'''

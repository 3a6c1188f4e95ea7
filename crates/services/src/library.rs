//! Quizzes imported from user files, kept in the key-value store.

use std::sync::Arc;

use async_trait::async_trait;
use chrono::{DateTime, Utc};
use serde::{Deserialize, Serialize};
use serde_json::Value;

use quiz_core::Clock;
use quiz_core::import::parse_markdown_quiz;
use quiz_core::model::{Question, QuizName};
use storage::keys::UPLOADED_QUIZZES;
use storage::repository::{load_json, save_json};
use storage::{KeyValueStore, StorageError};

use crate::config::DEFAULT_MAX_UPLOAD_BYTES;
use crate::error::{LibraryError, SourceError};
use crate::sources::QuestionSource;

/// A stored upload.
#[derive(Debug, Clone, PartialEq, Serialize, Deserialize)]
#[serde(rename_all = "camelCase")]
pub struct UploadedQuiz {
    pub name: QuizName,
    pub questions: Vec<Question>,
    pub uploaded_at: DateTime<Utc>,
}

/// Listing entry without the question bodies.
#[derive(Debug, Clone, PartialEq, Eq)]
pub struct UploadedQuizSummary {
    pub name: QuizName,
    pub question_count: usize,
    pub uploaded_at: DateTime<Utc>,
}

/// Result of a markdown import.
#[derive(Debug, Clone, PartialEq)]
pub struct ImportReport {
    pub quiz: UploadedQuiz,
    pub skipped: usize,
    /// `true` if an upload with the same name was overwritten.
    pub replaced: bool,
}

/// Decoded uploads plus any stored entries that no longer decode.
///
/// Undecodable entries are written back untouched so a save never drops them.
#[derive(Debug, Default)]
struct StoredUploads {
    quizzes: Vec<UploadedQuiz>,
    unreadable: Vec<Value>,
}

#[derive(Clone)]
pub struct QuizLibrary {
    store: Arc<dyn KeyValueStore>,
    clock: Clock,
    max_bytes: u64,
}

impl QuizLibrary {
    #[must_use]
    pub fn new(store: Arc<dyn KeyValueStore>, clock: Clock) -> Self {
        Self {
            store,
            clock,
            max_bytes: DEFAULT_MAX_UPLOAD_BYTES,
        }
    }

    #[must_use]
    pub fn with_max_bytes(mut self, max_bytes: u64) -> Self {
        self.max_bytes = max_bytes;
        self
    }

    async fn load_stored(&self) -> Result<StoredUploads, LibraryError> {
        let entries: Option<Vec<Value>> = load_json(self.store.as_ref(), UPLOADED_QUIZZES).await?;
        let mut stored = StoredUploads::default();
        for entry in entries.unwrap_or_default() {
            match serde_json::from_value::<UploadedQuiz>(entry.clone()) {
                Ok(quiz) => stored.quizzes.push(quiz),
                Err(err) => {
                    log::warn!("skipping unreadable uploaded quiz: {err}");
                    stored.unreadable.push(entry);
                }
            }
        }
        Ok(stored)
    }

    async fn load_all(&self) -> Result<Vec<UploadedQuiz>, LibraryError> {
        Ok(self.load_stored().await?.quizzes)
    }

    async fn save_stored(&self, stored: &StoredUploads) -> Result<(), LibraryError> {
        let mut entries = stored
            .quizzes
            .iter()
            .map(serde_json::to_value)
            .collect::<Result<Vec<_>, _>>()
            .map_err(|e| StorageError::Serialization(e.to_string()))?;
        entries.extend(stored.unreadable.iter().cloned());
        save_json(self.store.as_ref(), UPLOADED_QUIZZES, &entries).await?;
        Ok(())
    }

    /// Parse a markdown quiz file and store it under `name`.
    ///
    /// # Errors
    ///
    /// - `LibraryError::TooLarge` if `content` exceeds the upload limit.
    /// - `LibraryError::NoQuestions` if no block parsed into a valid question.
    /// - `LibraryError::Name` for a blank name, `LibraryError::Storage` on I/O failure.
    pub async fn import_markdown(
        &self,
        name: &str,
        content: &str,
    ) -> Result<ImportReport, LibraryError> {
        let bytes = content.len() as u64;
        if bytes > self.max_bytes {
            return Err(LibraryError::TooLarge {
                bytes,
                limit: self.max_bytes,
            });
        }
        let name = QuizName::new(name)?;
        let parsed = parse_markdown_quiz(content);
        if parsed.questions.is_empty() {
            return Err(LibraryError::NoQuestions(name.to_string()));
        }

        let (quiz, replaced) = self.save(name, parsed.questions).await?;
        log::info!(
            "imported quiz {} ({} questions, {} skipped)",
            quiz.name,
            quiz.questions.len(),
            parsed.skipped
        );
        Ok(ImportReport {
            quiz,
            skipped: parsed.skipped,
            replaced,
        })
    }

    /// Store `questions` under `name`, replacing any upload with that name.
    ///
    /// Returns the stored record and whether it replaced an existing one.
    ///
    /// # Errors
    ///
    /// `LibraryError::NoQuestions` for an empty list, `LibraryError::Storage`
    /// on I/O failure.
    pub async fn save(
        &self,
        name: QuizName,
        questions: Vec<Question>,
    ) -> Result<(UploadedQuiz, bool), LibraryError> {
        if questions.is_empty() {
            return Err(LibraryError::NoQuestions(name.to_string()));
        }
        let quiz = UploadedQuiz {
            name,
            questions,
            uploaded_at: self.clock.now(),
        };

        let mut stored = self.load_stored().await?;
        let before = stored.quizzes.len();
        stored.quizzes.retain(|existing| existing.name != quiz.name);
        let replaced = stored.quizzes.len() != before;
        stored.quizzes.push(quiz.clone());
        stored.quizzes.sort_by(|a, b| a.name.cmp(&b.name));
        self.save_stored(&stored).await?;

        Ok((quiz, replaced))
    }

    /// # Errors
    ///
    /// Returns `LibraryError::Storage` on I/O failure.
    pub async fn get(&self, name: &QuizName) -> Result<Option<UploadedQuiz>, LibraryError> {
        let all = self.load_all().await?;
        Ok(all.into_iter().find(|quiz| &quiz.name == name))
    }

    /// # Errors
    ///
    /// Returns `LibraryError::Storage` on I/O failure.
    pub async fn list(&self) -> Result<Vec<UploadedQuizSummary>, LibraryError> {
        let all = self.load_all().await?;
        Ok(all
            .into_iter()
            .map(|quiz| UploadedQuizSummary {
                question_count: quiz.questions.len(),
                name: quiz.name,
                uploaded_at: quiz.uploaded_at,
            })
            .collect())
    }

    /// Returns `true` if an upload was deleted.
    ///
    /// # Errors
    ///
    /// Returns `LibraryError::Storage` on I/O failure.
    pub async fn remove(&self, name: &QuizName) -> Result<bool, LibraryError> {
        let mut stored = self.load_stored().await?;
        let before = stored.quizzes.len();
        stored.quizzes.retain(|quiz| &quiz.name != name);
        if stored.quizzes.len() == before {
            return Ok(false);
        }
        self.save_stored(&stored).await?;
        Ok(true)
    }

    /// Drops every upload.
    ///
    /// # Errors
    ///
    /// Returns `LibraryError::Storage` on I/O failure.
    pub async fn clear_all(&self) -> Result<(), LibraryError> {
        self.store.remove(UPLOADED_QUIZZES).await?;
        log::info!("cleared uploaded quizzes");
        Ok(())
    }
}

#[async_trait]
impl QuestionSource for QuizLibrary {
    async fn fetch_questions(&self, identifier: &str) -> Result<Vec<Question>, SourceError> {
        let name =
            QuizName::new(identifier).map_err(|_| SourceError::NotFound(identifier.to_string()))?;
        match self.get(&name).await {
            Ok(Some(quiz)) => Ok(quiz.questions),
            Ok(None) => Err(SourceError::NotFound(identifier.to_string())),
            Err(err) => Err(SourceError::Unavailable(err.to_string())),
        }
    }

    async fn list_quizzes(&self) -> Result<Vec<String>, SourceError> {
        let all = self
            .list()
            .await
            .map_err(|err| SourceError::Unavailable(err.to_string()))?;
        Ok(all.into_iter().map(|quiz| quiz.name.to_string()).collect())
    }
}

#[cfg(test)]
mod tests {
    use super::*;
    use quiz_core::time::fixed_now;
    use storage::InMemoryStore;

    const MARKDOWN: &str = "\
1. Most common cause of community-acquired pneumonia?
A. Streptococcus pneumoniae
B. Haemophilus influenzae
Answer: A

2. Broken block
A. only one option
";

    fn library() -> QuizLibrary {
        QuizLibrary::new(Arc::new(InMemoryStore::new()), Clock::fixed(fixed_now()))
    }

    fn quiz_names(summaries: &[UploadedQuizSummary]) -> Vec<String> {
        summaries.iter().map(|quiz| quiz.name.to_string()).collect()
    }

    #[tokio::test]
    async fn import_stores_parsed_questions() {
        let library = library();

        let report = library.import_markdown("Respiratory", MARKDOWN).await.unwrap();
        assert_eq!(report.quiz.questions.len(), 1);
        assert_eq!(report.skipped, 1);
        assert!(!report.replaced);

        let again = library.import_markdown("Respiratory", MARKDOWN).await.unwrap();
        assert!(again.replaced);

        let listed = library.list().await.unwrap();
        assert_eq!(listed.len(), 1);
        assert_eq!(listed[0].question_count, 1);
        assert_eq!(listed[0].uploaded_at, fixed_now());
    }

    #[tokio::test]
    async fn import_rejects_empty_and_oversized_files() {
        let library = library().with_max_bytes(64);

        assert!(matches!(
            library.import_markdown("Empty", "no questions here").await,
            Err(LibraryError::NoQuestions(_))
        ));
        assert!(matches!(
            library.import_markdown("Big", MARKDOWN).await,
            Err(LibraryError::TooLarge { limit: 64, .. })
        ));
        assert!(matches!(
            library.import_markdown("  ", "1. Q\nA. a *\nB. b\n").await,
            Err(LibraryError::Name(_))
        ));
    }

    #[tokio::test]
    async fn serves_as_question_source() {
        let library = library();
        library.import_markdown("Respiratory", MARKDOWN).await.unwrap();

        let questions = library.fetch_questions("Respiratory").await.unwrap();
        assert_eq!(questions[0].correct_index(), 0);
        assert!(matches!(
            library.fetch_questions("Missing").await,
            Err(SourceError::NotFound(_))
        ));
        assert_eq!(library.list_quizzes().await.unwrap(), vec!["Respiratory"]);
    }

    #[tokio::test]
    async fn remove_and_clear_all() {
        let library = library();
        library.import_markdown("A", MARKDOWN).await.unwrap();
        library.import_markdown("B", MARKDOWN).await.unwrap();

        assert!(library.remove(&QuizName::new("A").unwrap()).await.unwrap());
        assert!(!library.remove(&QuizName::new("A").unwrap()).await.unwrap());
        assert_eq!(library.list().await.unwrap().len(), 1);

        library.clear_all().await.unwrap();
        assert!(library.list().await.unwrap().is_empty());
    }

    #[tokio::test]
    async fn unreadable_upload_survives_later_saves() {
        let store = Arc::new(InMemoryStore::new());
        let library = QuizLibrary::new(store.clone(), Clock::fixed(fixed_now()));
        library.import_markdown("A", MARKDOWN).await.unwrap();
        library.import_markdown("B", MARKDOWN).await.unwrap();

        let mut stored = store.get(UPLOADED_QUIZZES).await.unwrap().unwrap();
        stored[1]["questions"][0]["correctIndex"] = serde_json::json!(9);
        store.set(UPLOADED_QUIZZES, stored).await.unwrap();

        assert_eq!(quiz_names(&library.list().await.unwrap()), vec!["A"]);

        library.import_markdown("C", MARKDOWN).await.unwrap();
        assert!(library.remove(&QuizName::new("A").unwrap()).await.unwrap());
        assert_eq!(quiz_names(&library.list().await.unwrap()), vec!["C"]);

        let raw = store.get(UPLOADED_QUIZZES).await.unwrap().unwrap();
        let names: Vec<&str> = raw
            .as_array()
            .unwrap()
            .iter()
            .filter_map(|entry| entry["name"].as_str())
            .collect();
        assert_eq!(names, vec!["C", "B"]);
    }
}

'''
'''

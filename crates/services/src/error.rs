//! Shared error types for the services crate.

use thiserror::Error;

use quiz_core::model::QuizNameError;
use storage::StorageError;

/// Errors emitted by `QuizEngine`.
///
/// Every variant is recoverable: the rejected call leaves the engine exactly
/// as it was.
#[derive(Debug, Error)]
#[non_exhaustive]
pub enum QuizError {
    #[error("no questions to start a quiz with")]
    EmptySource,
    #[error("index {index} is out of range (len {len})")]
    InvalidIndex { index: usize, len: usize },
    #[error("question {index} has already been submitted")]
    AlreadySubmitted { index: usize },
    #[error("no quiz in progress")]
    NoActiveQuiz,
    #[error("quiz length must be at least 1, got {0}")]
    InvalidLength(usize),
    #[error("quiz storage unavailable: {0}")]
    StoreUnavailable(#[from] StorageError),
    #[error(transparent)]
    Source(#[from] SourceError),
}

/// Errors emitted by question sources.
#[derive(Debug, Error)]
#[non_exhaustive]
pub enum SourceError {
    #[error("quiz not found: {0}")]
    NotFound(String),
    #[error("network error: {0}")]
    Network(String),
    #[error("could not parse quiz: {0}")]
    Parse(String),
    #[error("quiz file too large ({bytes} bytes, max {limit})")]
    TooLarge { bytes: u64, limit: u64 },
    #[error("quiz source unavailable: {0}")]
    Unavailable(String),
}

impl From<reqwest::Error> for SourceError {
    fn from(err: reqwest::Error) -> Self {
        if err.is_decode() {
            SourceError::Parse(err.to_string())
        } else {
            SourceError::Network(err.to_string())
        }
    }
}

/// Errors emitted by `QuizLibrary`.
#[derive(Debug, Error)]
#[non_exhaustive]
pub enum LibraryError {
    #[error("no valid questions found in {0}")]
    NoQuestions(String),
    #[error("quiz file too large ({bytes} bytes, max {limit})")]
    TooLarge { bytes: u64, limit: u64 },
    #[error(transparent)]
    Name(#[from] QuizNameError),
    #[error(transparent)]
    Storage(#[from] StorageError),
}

'''

▸ Exercise objective
For the word "true", state the number of lines in the listing that contain it and nothing further.

▸ Answer for the task
3